Attenuated microglial activation in tPA^−/− mice during the course of EAE. Frozen cross sections of spinal cords from wt and tPA^−/− mice at different time points of EAE were probed using antibodies directed against either the mature macrophage/microglia-specific antigen F4/80 or the microglial-specific cell surface antigen 5-D-4. Highly activated microglial cells were found in wt mice at day 15. In contrast, only attenuated microglial activation was noted in tPA^−/− mice, and even that was only seen at day 100. Arrows point to individual activated macrophage/microglial cells (600× magnification).

Fig. 6.

Altered expression of chemokines and cytokines in tPA^−/− mice during the course of EAE.A, Quantitative Western blotting analysis for chemokines was performed using spinal cord lysates from wt and tPA^−/− mice at days 0, 10, 15, 24, and 45 of EAE, using either anti-MCP-1 antibody, anti-RANTES antibody, or anti-OPN. Note the delayed expression of all three chemokines and persistent expression of MCP-1 and OPN in the tPA^−/− mice during the course of EAE. B, Quantitative RT-PCR analysis for TNF-α and iNOS. RNA from lumbar spinal cords of wt and tPA^−/− mice at days 0, 10, 24, and 45 after MOG injection was used to perform RT-PCR in a real-time LightCycler system.

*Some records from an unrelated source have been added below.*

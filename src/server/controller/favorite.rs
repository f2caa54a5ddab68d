use axum::{
    extract::{
        rejection::{JsonRejection, PathRejection},
        Path, State,
    },
    http::StatusCode,
    response::IntoResponse,
    Json,
};

use crate::{
    model::{
        api::ErrorDto,
        favorite::{
            AddFavoriteCharacterDto, AddFavoritePlanetDto, AddFavoriteShipDto,
            FavoriteCharacterDto, FavoritePlanetDto, FavoriteShipDto,
        },
    },
    server::{
        error::{validation::ValidationError, Error},
        model::app::AppState,
        service::favorite::FavoriteService,
    },
};

pub static FAVORITE_TAG: &str = "favorite";

/// Favorite a character for a user
///
/// # Responses
/// - 200 (OK): The new favorite with its description
/// - 400 (Bad Request): Malformed body or missing `user_id` / `character_id`
/// - 404 (Not Found): User or character does not exist
/// - 409 (Conflict): The user already favorited this character
/// - 500 (Internal Server Error): Database error
#[utoipa::path(
    post,
    path = "/favorites/character",
    tag = FAVORITE_TAG,
    request_body = AddFavoriteCharacterDto,
    responses(
        (status = 200, description = "Favorite added", body = FavoriteCharacterDto),
        (status = 400, description = "Missing user_id or character_id", body = ErrorDto),
        (status = 404, description = "User or character not found", body = ErrorDto),
        (status = 409, description = "Favorite already exists", body = ErrorDto),
        (status = 500, description = "Internal server error", body = ErrorDto)
    ),
)]
pub async fn add_favorite_character(
    State(state): State<AppState>,
    payload: Result<Json<AddFavoriteCharacterDto>, JsonRejection>,
) -> Result<impl IntoResponse, Error> {
    let Json(dto) = payload.map_err(ValidationError::from)?;

    let favorite = FavoriteService::new(&state.db).add_character(dto).await?;

    Ok((StatusCode::OK, Json(favorite)))
}

/// Favorite a planet for a user
#[utoipa::path(
    post,
    path = "/favorites/planet",
    tag = FAVORITE_TAG,
    request_body = AddFavoritePlanetDto,
    responses(
        (status = 200, description = "Favorite added", body = FavoritePlanetDto),
        (status = 400, description = "Missing user_id or planet_id", body = ErrorDto),
        (status = 404, description = "User or planet not found", body = ErrorDto),
        (status = 409, description = "Favorite already exists", body = ErrorDto),
        (status = 500, description = "Internal server error", body = ErrorDto)
    ),
)]
pub async fn add_favorite_planet(
    State(state): State<AppState>,
    payload: Result<Json<AddFavoritePlanetDto>, JsonRejection>,
) -> Result<impl IntoResponse, Error> {
    let Json(dto) = payload.map_err(ValidationError::from)?;

    let favorite = FavoriteService::new(&state.db).add_planet(dto).await?;

    Ok((StatusCode::OK, Json(favorite)))
}

/// Favorite a ship for a user
#[utoipa::path(
    post,
    path = "/favorites/ship",
    tag = FAVORITE_TAG,
    request_body = AddFavoriteShipDto,
    responses(
        (status = 200, description = "Favorite added", body = FavoriteShipDto),
        (status = 400, description = "Missing user_id or ship_id", body = ErrorDto),
        (status = 404, description = "User or ship not found", body = ErrorDto),
        (status = 409, description = "Favorite already exists", body = ErrorDto),
        (status = 500, description = "Internal server error", body = ErrorDto)
    ),
)]
pub async fn add_favorite_ship(
    State(state): State<AppState>,
    payload: Result<Json<AddFavoriteShipDto>, JsonRejection>,
) -> Result<impl IntoResponse, Error> {
    let Json(dto) = payload.map_err(ValidationError::from)?;

    let favorite = FavoriteService::new(&state.db).add_ship(dto).await?;

    Ok((StatusCode::OK, Json(favorite)))
}

/// Remove a favorite character by the favorite's ID, not the character's
#[utoipa::path(
    delete,
    path = "/favorites/character/{id}",
    tag = FAVORITE_TAG,
    params(("id" = i32, Path, description = "Favorite ID")),
    responses(
        (status = 200, description = "Favorite removed", body = FavoriteCharacterDto),
        (status = 400, description = "ID is not an integer", body = ErrorDto),
        (status = 404, description = "Favorite not found", body = ErrorDto),
        (status = 500, description = "Internal server error", body = ErrorDto)
    ),
)]
pub async fn remove_favorite_character(
    State(state): State<AppState>,
    path: Result<Path<i32>, PathRejection>,
) -> Result<impl IntoResponse, Error> {
    let Path(id) = path.map_err(ValidationError::from)?;

    let favorite = FavoriteService::new(&state.db).remove_character(id).await?;

    Ok((StatusCode::OK, Json(favorite)))
}

/// Remove a favorite planet by the favorite's ID
#[utoipa::path(
    delete,
    path = "/favorites/planet/{id}",
    tag = FAVORITE_TAG,
    params(("id" = i32, Path, description = "Favorite ID")),
    responses(
        (status = 200, description = "Favorite removed", body = FavoritePlanetDto),
        (status = 400, description = "ID is not an integer", body = ErrorDto),
        (status = 404, description = "Favorite not found", body = ErrorDto),
        (status = 500, description = "Internal server error", body = ErrorDto)
    ),
)]
pub async fn remove_favorite_planet(
    State(state): State<AppState>,
    path: Result<Path<i32>, PathRejection>,
) -> Result<impl IntoResponse, Error> {
    let Path(id) = path.map_err(ValidationError::from)?;

    let favorite = FavoriteService::new(&state.db).remove_planet(id).await?;

    Ok((StatusCode::OK, Json(favorite)))
}

/// Remove a favorite ship by the favorite's ID
#[utoipa::path(
    delete,
    path = "/favorites/ship/{id}",
    tag = FAVORITE_TAG,
    params(("id" = i32, Path, description = "Favorite ID")),
    responses(
        (status = 200, description = "Favorite removed", body = FavoriteShipDto),
        (status = 400, description = "ID is not an integer", body = ErrorDto),
        (status = 404, description = "Favorite not found", body = ErrorDto),
        (status = 500, description = "Internal server error", body = ErrorDto)
    ),
)]
pub async fn remove_favorite_ship(
    State(state): State<AppState>,
    path: Result<Path<i32>, PathRejection>,
) -> Result<impl IntoResponse, Error> {
    let Path(id) = path.map_err(ValidationError::from)?;

    let favorite = FavoriteService::new(&state.db).remove_ship(id).await?;

    Ok((StatusCode::OK, Json(favorite)))
}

Specific primer sets were designed to detect the cytokines iNOS and TNF-α (described in Table 1). The level of specific mRNAs was quantified in the exponential phase of PCR product accumulation and normalized by comparison with standard curves obtained from serial dilutions of plasmids encoding cDNAs for each gene.

Fig. 7.

Alteration of a T cell proliferation/activation marker but not a B cell marker in tPA^−/− mice during EAE. A, Quantitative Western blotting analysis was performed using spinal cord lysates from wt and tPA^−/− mice at days 0, 10, 15, 24, and 45 of EAE, using either anti-T cell/CD3 or anti-B cell/CD22. Note that the expression of the T cell marker (but not that of the B cell marker) showed a delayed rise in tPA^−/− mice during EAE. No differences in marker expression were observed at day 0.B, Quantitative RT-PCR analysis of CD8α, a marker for cytotoxic T cells. RNA from lumbar spinal cords of wt and tPA^−/− mice at days 0, 10, 24, and 45 after MOG injection was used to perform RT-PCR in a real-time LightCycler system. Specific primer sets were designed as described in Table 1. The level of specific mRNAs was quantified in the exponential phase of PCR product accumulation and normalized by comparison with standard curves obtained from serial dilutions of a plasmid containing the CD8α cDNA.